Some Examples of WPA Sites Today
The Will Rogers High School in Tulsa, Oklahoma is one of the most impressive New Deal Sites in the Midwest. It was built in 1939 and funded by the WPA sister agency PWA and enrolls about 1,300 students annually. Imagine how many students have been educated in the over-80 year history of the school. In addition to the Art Deco architectural style of the building (designed by Joseph R. Koberling Jr, Leon B. Senter, and A.M. Atkinson), the building features decorated metal doors, two large black lamps, and carvings above each of the two front entrances. The 2001 6th World Congress on Art Deco (hosted by the Tulsa Historical Society) featured this building.


Built in 1940, the Garwood Schoolhouse in Missouri is one of the smaller WPA sites in the Midwest. It later served as a community center and is now a private residence. If you look closely, you can see the year “1940” and a “W” formed by stones above the door.

WPA also built the Dexter School Gymnasium in Missouri in 1940. It now hosts athletic and entertainment events.

My final Midwest WPA site example is the Downers Grove Post Office built in 1938 by the Department of the Treasury. I lived in Downers Grove before moving to New Mexico and visited this post office many times. I learned that it was a New Deal building while working on this project. WPA funded Post Offices throughout the United States.

Other Changes
The Great Depression brought significant cultural and demographic shifts all across the United States. The Harlem Renaissance, which saw the emergence of a Black middle class in New York City, ended with the Great Depression.
Literature and film from that period reference the Great Depression and New Deal. John Steinbeck’s The Grapes of Wrath and the accompanying John Ford film used the great westward migration as a backdrop. My paternal grandparents migrated to California during this period and lived at the Tulare migrant labor camp in Visalia. Steinbeck’s Of Mice and Men includes a conversation between characters George and Lennie about losing their “work cards”. These were the cards that WPA issued to workers to allow them to get these jobs.
The more recent Coen Brothers film O Brother, Where Art Thou? recasts Homer’s Odyssey in Depression-era Mississippi and includes a reference to putting everything on electricity, a task carried out by the New Deal Rural Electrification Administration.
An epitaph to the Roaring Twenties?
The American writer F. Scott Fitzgerald, who wrote about the roaring twenties, including the collection of short stories in Tales of the Jazz Age and the novel The Great Gatsby, might have also written the epitaph to the roaring twenties in his essay Echoes of the Jazz Age:
Now once more the belt is tight and we summon the proper expression of horror as we look back at our wasted youth.
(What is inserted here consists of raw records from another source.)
//! OpenRouter LLM client implementation
//!
//! Async HTTP client for OpenAI-compatible chat completion endpoints with:
//! - A builder for key, base URL and timeout
//! - Status-code to error mapping
//! - Rate limit handling with exponential backoff

use std::time::Duration;

use async_trait::async_trait;
use reqwest::Client as HttpClient;
use tracing::{debug, warn};

use crate::config::LlmConfig;
use crate::error::{Error, Result};

use super::completion::{CompletionRequest, CompletionService};
use super::types::{ChatRequest, ChatResponse, LlmResponse};

/// OpenRouter API base URL
const OPENROUTER_BASE_URL: &str = "https://openrouter.ai/api/v1";

/// Maximum number of attempts for rate-limited requests
const MAX_RETRY_ATTEMPTS: u32 = 3;

/// Base delay for exponential backoff (in milliseconds)
const BACKOFF_BASE_MS: u64 = 1000;

/// OpenRouter LLM client
///
/// Thread-safe and cheap to clone; share one instance across summarizations.
#[derive(Clone)]
pub struct LlmClient {
    http_client: HttpClient,
    config: LlmConfig,
    api_key: String,
    base_url: String,
}

impl std::fmt::Debug for LlmClient {
    fn fmt(&self, f: &mut std::fmt::Formatter<'_>) -> std::fmt::Result {
        f.debug_struct("LlmClient")
            .field("base_url", &self.base_url)
            .field("default_model", &self.config.default_model)
            .finish()
    }
}

/// Builder for creating an LlmClient
#[derive(Default)]
pub struct LlmClientBuilder {
    config: Option<LlmConfig>,
    api_key: Option<String>,
    base_url: Option<String>,
    timeout_secs: Option<u64>,
}

impl LlmClientBuilder {
    pub fn new() -> Self {
        Self::default()
    }

    pub fn config(mut self, config: LlmConfig) -> Self {
        self.config = Some(config);
        self
    }

    pub fn api_key(mut self, api_key: impl Into<String>) -> Self {
        self.api_key = Some(api_key.into());
        self
    }

    /// Set the base URL (defaults to OpenRouter)
    pub fn base_url(mut self, url: impl Into<String>) -> Self {
        self.base_url = Some(url.into());
        self
    }

    /// Set the request timeout; a timed out request fails with a network error
    pub fn timeout_secs(mut self, secs: u64) -> Self {
        self.timeout_secs = Some(secs);
        self
    }

    pub fn build(self) -> Result<LlmClient> {
        let config = self
            .config
            .unwrap_or_else(|| crate::config::Config::default().llm);
        let api_key = self
            .api_key
            .ok_or_else(|| Error::LLMError("API key is required".to_string()))?;

        let timeout_secs = self.timeout_secs.unwrap_or(config.timeout_secs);

        let http_client = HttpClient::builder()
            .timeout(Duration::from_secs(timeout_secs))
            .build()
            .map_err(Error::NetworkError)?;

        Ok(LlmClient {
            http_client,
            config,
            api_key,
            base_url: self
                .base_url
                .map(|url| url.trim_end_matches('/').to_string())
                .unwrap_or_else(|| OPENROUTER_BASE_URL.to_string()),
        })
    }
}

impl LlmClient {
    /// Create a new LlmClient with the given configuration and API key
    pub fn new(config: LlmConfig, api_key: impl Into<String>) -> Result<Self> {
        LlmClientBuilder::new()
            .config(config)
            .api_key(api_key)
            .build()
    }

    /// Create a client from configuration, reading the key from the environment
    pub fn from_config(config: &LlmConfig) -> Result<Self> {
        let api_key = config
            .resolved_api_key()
            .map_err(|e| Error::ConfigError(e.to_string()))?
            .ok_or_else(|| {
                Error::ConfigError(
                    "No API key found. Set CONDENSE_API_KEY or OPENROUTER_API_KEY.".to_string(),
                )
            })?;
        Self::new(config.clone(), api_key)
    }

    pub fn builder() -> LlmClientBuilder {
        LlmClientBuilder::new()
    }

    /// Get the default model from configuration
    pub fn default_model(&self) -> &str {
        &self.config.default_model
    }

    /// Send a chat request, retrying on rate limits
    pub async fn chat(&self, request: &ChatRequest) -> Result<LlmResponse> {
        let mut attempts = 0;

        loop {
            attempts += 1;

            match self.send_request(request).await {
                Ok(response) => return Ok(response),
                Err(Error::RateLimited(wait_secs)) if attempts < MAX_RETRY_ATTEMPTS => {
                    let backoff = calculate_backoff(attempts, wait_secs);
                    warn!(
                        attempt = attempts,
                        wait_ms = backoff,
                        "Rate limited, retrying after backoff"
                    );
                    tokio::time::sleep(Duration::from_millis(backoff)).await;
                }
                Err(e) => return Err(e),
            }
        }
    }

    /// Send a single request to the API
    async fn send_request(&self, request: &ChatRequest) -> Result<LlmResponse> {
        let url = format!("{}/chat/completions", self.base_url);

        debug!(
            model = %request.model,
            max_tokens = ?request.max_tokens,
            "Sending chat completion request"
        );

        let response = self
            .http_client
            .post(&url)
            .bearer_auth(&self.api_key)
            .header("X-Title", "Condense")
            .json(request)
            .send()
            .await
            .map_err(Error::NetworkError)?;

        let status = response.status();

        if !status.is_success() {
            let body = response.text().await.unwrap_or_default();
            return Err(error_for_status(status.as_u16(), &body));
        }

        let chat_response: ChatResponse = response
            .json()
            .await
            .map_err(|e| Error::LLMError(format!("Failed to parse response: {}", e)))?;

        LlmResponse::from_chat_response(chat_response)
            .ok_or_else(|| Error::LLMError("Empty response from API".to_string()))
    }
}

#[async_trait]
impl CompletionService for LlmClient {
    async fn complete(&self, request: CompletionRequest) -> Result<String> {
        let chat_request = ChatRequest::from_prompt(request.model, request.prompt)
            .with_temperature(request.temperature)
            .with_max_tokens(request.max_tokens);

        let response = self.chat(&chat_request).await?;
        if response.is_truncated() {
            warn!(
                model = %response.model,
                output_tokens = response.output_tokens,
                "Completion stopped at max_tokens"
            );
        }

        Ok(response.content.trim().to_string())
    }
}

/// Map a non-success HTTP status to an error
fn error_for_status(status: u16, body: &str) -> Error {
    match status {
        401 => Error::LLMError(
            "Unauthorized: Invalid API key. Set CONDENSE_API_KEY or OPENROUTER_API_KEY environment variable.".to_string(),
        ),
        429 => Error::RateLimited(extract_retry_after(body).unwrap_or(60)),
        400 => Error::LLMError(format!("Bad request: {}", body)),
        402 => Error::LLMError("Payment required: Insufficient credits on account".to_string()),
        403 => Error::LLMError(format!("Forbidden: {}", body)),
        404 => Error::LLMError(format!("Model not found or endpoint unavailable: {}", body)),
        500..=599 => Error::LLMError(format!("Server error ({}): {}", status, body)),
        _ => Error::LLMError(format!("HTTP error {}: {}", status, body)),
    }
}

/// Calculate backoff delay with jitter
fn calculate_backoff(attempt: u32, suggested_wait: u64) -> u64 {
    let base = BACKOFF_BASE_MS * 2u64.pow(attempt - 1);
    let delay = base.max(suggested_wait * 1000);

    // Up to 10% jitter
    let jitter = delay / 10;
    delay + (rand_jitter() % jitter.max(1))
}

/// Generate a pseudo-random jitter value
fn rand_jitter() -> u64 {
    use std::time::SystemTime;
    SystemTime::now()
        .duration_since(SystemTime::UNIX_EPOCH)
        .map(|d| d.as_nanos() as u64 % 1000)
        .unwrap_or(0)
}

/// Extract retry-after value from an error response body
fn extract_retry_after(body: &str) -> Option<u64> {
    let json = serde_json::from_str::<serde_json::Value>(body).ok()?;
    json.get("retry_after")
        .or_else(|| json.get("error").and_then(|e| e.get("retry_after")))
        .and_then(|v| v.as_u64())
}

#[cfg(test)]
mod tests {
    use super::*;

    fn test_config() -> LlmConfig {
        LlmConfig {
            api_key: None,
            default_model: "openai/gpt-4o-mini".to_string(),
            timeout_secs: 30,
        }
    }

    #[test]
    fn test_client_builder() {
        let client = LlmClient::builder()
            .config(test_config())
            .api_key("test-key")
            .base_url("http://localhost:8080/v1/")
            .timeout_secs(60)
            .build()
            .unwrap();

        assert_eq!(client.default_model(), "openai/gpt-4o-mini");
        assert_eq!(client.base_url, "http://localhost:8080/v1");
    }

    #[test]
    fn test_client_builder_requires_api_key() {
        let result = LlmClient::builder().config(test_config()).build();
        assert!(matches!(result, Err(Error::LLMError(_))));
    }

    #[test]
    fn test_client_defaults_to_openrouter() {
        let client = LlmClient::new(test_config(), "test-key").unwrap();
        assert_eq!(client.base_url, OPENROUTER_BASE_URL);
        let debug = format!("{:?}", client);
        assert!(debug.contains("openrouter.ai"));
        assert!(!debug.contains("test-key"));
    }

    #[test]
    fn test_client_send_sync() {
        fn assert_send_sync<T: Send + Sync>() {}
        assert_send_sync::<LlmClient>();
    }

    #[test]
    fn test_error_for_status() {
        assert!(matches!(error_for_status(429, r#"{"retry_after": 7}"#), Error::RateLimited(7)));
        assert!(matches!(error_for_status(429, "slow down"), Error::RateLimited(60)));

        let err = error_for_status(404, "no such model");
        assert!(err.to_string().contains("no such model"));
        assert!(err.is_provider_error());

        let err = error_for_status(503, "overloaded");
        assert!(err.to_string().contains("Server error"));
    }

    #[test]
    fn test_calculate_backoff() {
        assert!(calculate_backoff(1, 0) >= BACKOFF_BASE_MS);
        assert!(calculate_backoff(2, 0) >= BACKOFF_BASE_MS * 2);
        assert!(calculate_backoff(1, 5) >= 5000);
    }

    #[test]
    fn test_extract_retry_after() {
        assert_eq!(extract_retry_after(r#"{"retry_after": 30}"#), Some(30));
        assert_eq!(extract_retry_after(r#"{"error": {"retry_after": 60}}"#), Some(60));
        assert_eq!(extract_retry_after(r#"{"message": "rate limited"}"#), None);
        assert_eq!(extract_retry_after("not json"), None);
    }

    #[tokio::test]
    async fn test_unreachable_endpoint_is_network_error() {
        let client = LlmClient::builder()
            .config(test_config())
            .api_key("test-key")
            .base_url("http://127.0.0.1:9")
            .timeout_secs(2)
            .build()
            .unwrap();

        let err = client
            .complete(CompletionRequest::new("hi", "openai/gpt-4o-mini", 10))
            .await
            .unwrap_err();
        assert!(matches!(err, Error::NetworkError(_)));
    }
}
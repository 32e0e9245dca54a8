//! Wire types for OpenAI-compatible chat completions

use std::fmt;

use serde::{Deserialize, Serialize};

/// Role of a chat message
#[derive(Debug, Clone, Copy, PartialEq, Eq, Serialize, Deserialize)]
#[serde(rename_all = "lowercase")]
pub enum MessageRole {
    System,
    User,
    Assistant,
}

impl fmt::Display for MessageRole {
    fn fmt(&self, f: &mut fmt::Formatter<'_>) -> fmt::Result {
        match self {
            MessageRole::System => write!(f, "system"),
            MessageRole::User => write!(f, "user"),
            MessageRole::Assistant => write!(f, "assistant"),
        }
    }
}

/// A chat message
#[derive(Debug, Clone, PartialEq, Serialize, Deserialize)]
pub struct Message {
    pub role: MessageRole,
    pub content: String,
}

impl Message {
    pub fn new(role: MessageRole, content: impl Into<String>) -> Self {
        Self {
            role,
            content: content.into(),
        }
    }

    pub fn system(content: impl Into<String>) -> Self {
        Self::new(MessageRole::System, content)
    }

    pub fn user(content: impl Into<String>) -> Self {
        Self::new(MessageRole::User, content)
    }

    pub fn assistant(content: impl Into<String>) -> Self {
        Self::new(MessageRole::Assistant, content)
    }
}

/// Request body for `/chat/completions`
#[derive(Debug, Clone, Serialize)]
pub struct ChatRequest {
    /// Model identifier (e.g., "openai/gpt-4o-mini")
    pub model: String,
    pub messages: Vec<Message>,
    #[serde(skip_serializing_if = "Option::is_none")]
    pub temperature: Option<f32>,
    #[serde(skip_serializing_if = "Option::is_none")]
    pub max_tokens: Option<usize>,
}

impl ChatRequest {
    pub fn new(model: impl Into<String>, messages: Vec<Message>) -> Self {
        Self {
            model: model.into(),
            messages,
            temperature: None,
            max_tokens: None,
        }
    }

    /// A request carrying a single user prompt
    pub fn from_prompt(model: impl Into<String>, prompt: impl Into<String>) -> Self {
        Self::new(model, vec![Message::user(prompt)])
    }

    pub fn with_temperature(mut self, temperature: f32) -> Self {
        self.temperature = Some(temperature);
        self
    }

    pub fn with_max_tokens(mut self, max_tokens: usize) -> Self {
        self.max_tokens = Some(max_tokens);
        self
    }
}

/// Token usage reported by the provider
#[derive(Debug, Clone, Default, Deserialize)]
pub struct Usage {
    pub prompt_tokens: u32,
    pub completion_tokens: u32,
    #[serde(default)]
    pub total_tokens: u32,
}

/// Why generation stopped
#[derive(Debug, Clone, PartialEq, Eq, Deserialize)]
#[serde(rename_all = "snake_case")]
pub enum FinishReason {
    Stop,
    /// Hit max_tokens; the text is cut off
    Length,
    ContentFilter,
    Error,
    #[serde(other)]
    Unknown,
}

impl fmt::Display for FinishReason {
    fn fmt(&self, f: &mut fmt::Formatter<'_>) -> fmt::Result {
        match self {
            FinishReason::Stop => write!(f, "stop"),
            FinishReason::Length => write!(f, "length"),
            FinishReason::ContentFilter => write!(f, "content_filter"),
            FinishReason::Error => write!(f, "error"),
            FinishReason::Unknown => write!(f, "unknown"),
        }
    }
}

#[derive(Debug, Clone, Deserialize)]
pub struct Choice {
    pub index: usize,
    pub message: Message,
    pub finish_reason: Option<FinishReason>,
}

/// Response body from `/chat/completions`
#[derive(Debug, Clone, Deserialize)]
pub struct ChatResponse {
    pub id: String,
    pub model: String,
    pub choices: Vec<Choice>,
    pub usage: Option<Usage>,
}

/// First choice of a chat response, flattened
#[derive(Debug, Clone)]
pub struct LlmResponse {
    pub content: String,
    pub model: String,
    pub input_tokens: u32,
    pub output_tokens: u32,
    pub finish_reason: FinishReason,
}

impl LlmResponse {
    /// Flatten a chat response; `None` if it carries no choices
    pub fn from_chat_response(response: ChatResponse) -> Option<Self> {
        let usage = response.usage.unwrap_or_default();
        let choice = response.choices.into_iter().next()?;

        Some(Self {
            content: choice.message.content,
            model: response.model,
            input_tokens: usage.prompt_tokens,
            output_tokens: usage.completion_tokens,
            finish_reason: choice.finish_reason.unwrap_or(FinishReason::Unknown),
        })
    }

    /// Whether the provider stopped at max_tokens
    pub fn is_truncated(&self) -> bool {
        self.finish_reason == FinishReason::Length
    }
}

#[cfg(test)]
mod tests {
    use super::*;

    #[test]
    fn test_prompt_request_serialization() {
        let request = ChatRequest::from_prompt("openai/gpt-4", "Summarize this")
            .with_temperature(0.0)
            .with_max_tokens(500);

        let json = serde_json::to_value(&request).unwrap();
        assert_eq!(json["model"], "openai/gpt-4");
        assert_eq!(json["max_tokens"], 500);
        assert_eq!(json["temperature"], 0.0);
        assert_eq!(json["messages"][0]["role"], "user");
        assert_eq!(json["messages"][0]["content"], "Summarize this");
    }

    #[test]
    fn test_unset_fields_are_omitted() {
        let request = ChatRequest::new("m", vec![Message::system("s")]);
        let json = serde_json::to_string(&request).unwrap();
        assert!(!json.contains("temperature"));
        assert!(!json.contains("max_tokens"));
    }

    #[test]
    fn test_response_flattening() {
        let json = r#"{
            "id": "gen-42",
            "object": "chat.completion",
            "created": 1700000000,
            "model": "openai/gpt-4o-mini",
            "choices": [{
                "index": 0,
                "message": {"role": "assistant", "content": "A short digest."},
                "finish_reason": "length"
            }],
            "usage": {"prompt_tokens": 812, "completion_tokens": 500, "total_tokens": 1312}
        }"#;

        let response: ChatResponse = serde_json::from_str(json).unwrap();
        let flat = LlmResponse::from_chat_response(response).unwrap();
        assert_eq!(flat.content, "A short digest.");
        assert_eq!(flat.input_tokens, 812);
        assert_eq!(flat.output_tokens, 500);
        assert!(flat.is_truncated());
    }

    #[test]
    fn test_response_without_usage_or_choices() {
        let json = r#"{"id": "x", "model": "m", "choices": [], "usage": null}"#;
        let response: ChatResponse = serde_json::from_str(json).unwrap();
        assert!(LlmResponse::from_chat_response(response).is_none());

        let json = r#"{"id": "x", "model": "m", "choices": [
            {"index": 0, "message": {"role": "assistant", "content": "ok"}, "finish_reason": "tool_calls"}
        ]}"#;
        let response: ChatResponse = serde_json::from_str(json).unwrap();
        let flat = LlmResponse::from_chat_response(response).unwrap();
        assert_eq!(flat.finish_reason, FinishReason::Unknown);
        assert_eq!(flat.input_tokens, 0);
    }

    #[test]
    fn test_display() {
        assert_eq!(MessageRole::User.to_string(), "user");
        assert_eq!(FinishReason::ContentFilter.to_string(), "content_filter");
    }
}
//! Recursive summarization of arbitrarily long text
//!
//! Text that fits the model's budget (minus headroom for the prompt template
//! and the response) is summarized with one completion call. Longer text is
//! split into sentence chunks, each chunk is summarized recursively, and the
//! joined chunk summaries are summarized again until the result fits.
//!
//! Sibling chunks run concurrently but are always joined in source order, and
//! the merge waits for every sibling. [`SummarizerConfig::max_concurrency`]
//! caps the completion calls in flight across the whole call tree, not per
//! level.

mod prompt;

pub use prompt::summarization_prompt;

use std::fmt;
use std::sync::Arc;

use futures_util::future::BoxFuture;
use futures_util::{FutureExt, StreamExt, TryStreamExt, stream};
use serde::{Deserialize, Serialize};
use tokio::sync::Semaphore;
use tokio_util::sync::CancellationToken;
use tracing::{debug, info};

use crate::chunking::ChunkPlanner;
use crate::config::{Config, SummarizerConfig};
use crate::error::{Error, Result};
use crate::llm::{CompletionRequest, CompletionService, LlmClient};
use crate::models::ModelLimits;
use crate::sentences::PunctuationSentenceDetector;
use crate::tokenizer::TiktokenTokenizer;

/// Separator placed between chunk summaries before the merge step
const SUMMARY_SEPARATOR: &str = "\n\n";

/// Summary of one chunk together with the chunk it came from
#[derive(Debug, Clone, PartialEq, Eq, Serialize, Deserialize)]
pub struct ChunkSummary {
    pub summary: String,
    pub source: String,
}

/// Outcome of a summarization call
#[derive(Debug, Clone, PartialEq, Eq, Serialize, Deserialize)]
pub struct SummaryResult {
    /// Final summary
    pub summary: String,
    /// Per-chunk summaries in source order; `None` when the text fit in one call
    pub chunks: Option<Vec<ChunkSummary>>,
}

impl SummaryResult {
    fn single(summary: String) -> Self {
        Self {
            summary,
            chunks: None,
        }
    }

    /// Whether the input had to be split
    pub fn is_chunked(&self) -> bool {
        self.chunks.is_some()
    }
}

/// Summarizes text of any length against a model's token budget
#[derive(Clone)]
pub struct Summarizer {
    planner: ChunkPlanner,
    completion: Arc<dyn CompletionService>,
    config: SummarizerConfig,
}

impl fmt::Debug for Summarizer {
    fn fmt(&self, f: &mut fmt::Formatter<'_>) -> fmt::Result {
        f.debug_struct("Summarizer")
            .field("planner", &self.planner)
            .field("config", &self.config)
            .finish_non_exhaustive()
    }
}

impl Summarizer {
    /// Create a new summarizer
    pub fn new(
        planner: ChunkPlanner,
        completion: Arc<dyn CompletionService>,
        config: SummarizerConfig,
    ) -> Self {
        Self {
            planner,
            completion,
            config,
        }
    }

    /// Wire up the production stack: configured model table, tiktoken,
    /// punctuation sentence detection, and the OpenRouter client
    pub fn from_config(config: &Config) -> Result<Self> {
        config
            .validate()
            .map_err(|e| Error::ConfigError(e.to_string()))?;

        let planner = ChunkPlanner::new(
            Arc::new(ModelLimits::from_config(config)?),
            Arc::new(TiktokenTokenizer::new()?),
            Arc::new(PunctuationSentenceDetector::new()),
        );
        let client = LlmClient::from_config(&config.llm)?;

        Ok(Self::new(planner, Arc::new(client), config.summarizer.clone()))
    }

    pub fn planner(&self) -> &ChunkPlanner {
        &self.planner
    }

    pub fn config(&self) -> &SummarizerConfig {
        &self.config
    }

    /// Budget left for the text itself once headroom is reserved.
    ///
    /// Fails with [`Error::HeadroomExceedsBudget`] when the headroom leaves
    /// nothing.
    pub fn reserved_budget(&self, model: &str, max_override: Option<usize>) -> Result<usize> {
        let budget = self.planner.effective_budget(model, max_override)?;
        let headroom = self.config.headroom();

        if budget <= headroom {
            return Err(Error::HeadroomExceedsBudget {
                model: model.to_string(),
                budget,
                headroom,
            });
        }
        Ok(budget - headroom)
    }

    /// Summarize `text` for `model`, optionally focused on `question`
    pub async fn summarize(
        &self,
        text: &str,
        model: &str,
        question: Option<&str>,
        max_override: Option<usize>,
    ) -> Result<SummaryResult> {
        self.summarize_with_cancel(text, model, question, max_override, &CancellationToken::new())
            .await
    }

    /// Like [`Summarizer::summarize`], aborting with [`Error::Cancelled`] once
    /// `cancel` fires. In-flight sibling calls are dropped.
    pub async fn summarize_with_cancel(
        &self,
        text: &str,
        model: &str,
        question: Option<&str>,
        max_override: Option<usize>,
        cancel: &CancellationToken,
    ) -> Result<SummaryResult> {
        let permits = Semaphore::new(self.config.max_concurrency.max(1));
        let call = Call {
            model,
            max_override,
            cancel,
            permits: &permits,
        };
        self.summarize_node(text, question, call, 0).await
    }

    fn summarize_node<'a>(
        &'a self,
        text: &'a str,
        question: Option<&'a str>,
        call: Call<'a>,
        depth: usize,
    ) -> BoxFuture<'a, Result<SummaryResult>> {
        Box::pin(async move {
            if text.is_empty() {
                return Err(Error::EmptyInput);
            }
            if depth > self.config.max_depth {
                return Err(Error::RecursionLimit(depth));
            }

            let reserved = self.reserved_budget(call.model, call.max_override)?;
            if !self.planner.must_split(text, call.model, Some(reserved))? {
                info!(model = %call.model, reserved, depth, "Text fits in one call");
                let summary = self.complete(text, question, call).await?;
                return Ok(SummaryResult::single(summary));
            }

            let chunks = self
                .planner
                .sentence_chunk(text, call.model, Some(reserved))?
                .collect::<Result<Vec<_>>>()?;
            let total = chunks.len();
            info!(model = %call.model, chunks = total, depth, "Text split into chunks");

            let siblings: Vec<BoxFuture<'_, Result<String>>> = chunks
                .iter()
                .enumerate()
                .map(|(i, chunk)| {
                    async move {
                        info!(
                            chunk = i + 1,
                            of = total,
                            tokens = chunk.token_count,
                            depth,
                            "Summarizing chunk"
                        );
                        let result = self
                            .summarize_node(&chunk.text, question, call, depth + 1)
                            .await?;
                        Ok(result.summary)
                    }
                    .boxed()
                })
                .collect();

            let summaries: Vec<String> = stream::iter(siblings)
                .buffered(self.config.max_concurrency.max(1))
                .try_collect()
                .await?;

            info!(chunks = total, depth, "Summarized chunks");

            // The joined digest is no longer source material, so the focus
            // question is dropped here
            let joined = summaries.join(SUMMARY_SEPARATOR);
            let merged = self.summarize_node(&joined, None, call, depth + 1).await?;

            let trace = summaries
                .into_iter()
                .zip(chunks)
                .map(|(summary, chunk)| ChunkSummary {
                    summary,
                    source: chunk.text,
                })
                .collect();

            Ok(SummaryResult {
                summary: merged.summary,
                chunks: Some(trace),
            })
        })
    }

    /// One completion call, raced against cancellation. Holds one of the
    /// tree-wide permits while the call is in flight.
    async fn complete(&self, text: &str, question: Option<&str>, call: Call<'_>) -> Result<String> {
        let prompt = summarization_prompt(text, question);
        debug!(model = %call.model, "Summarizing with prompt:\n{}", prompt);

        let request =
            CompletionRequest::new(prompt, call.model, self.config.response_reserve_tokens);

        let summary = tokio::select! {
            biased;
            _ = call.cancel.cancelled() => return Err(Error::Cancelled),
            result = async {
                let _permit = call
                    .permits
                    .acquire()
                    .await
                    .map_err(|e| Error::Other(format!("completion permits closed: {}", e)))?;
                self.completion.complete(request).await
            } => result?,
        };

        debug!(model = %call.model, "Summary:\n{}", summary);
        Ok(summary)
    }
}

/// Parameters shared by every node of one summarization call tree
#[derive(Clone, Copy)]
struct Call<'a> {
    model: &'a str,
    max_override: Option<usize>,
    cancel: &'a CancellationToken,
    /// Bounds in-flight completion calls across all recursion levels
    permits: &'a Semaphore,
}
Sometimes, though, there is a ghostly rumble among the drums, an asthmatic whisper in the trombones that swings me back into the early twenties when we drank wood alcohol and every day in every way grew better and better, and there was a first abortive shortening of the skirts, and girls all looked alike in sweater dresses, and people you didn`t want to know said “Yes, we have no bananas,” and it seemed only a question of a few years before the older people would step aside and let the world be run by those who saw things as they were—and it all seems rosy and romantic to us who were young then, because we will never feel quite so intensely about our surroundings any more.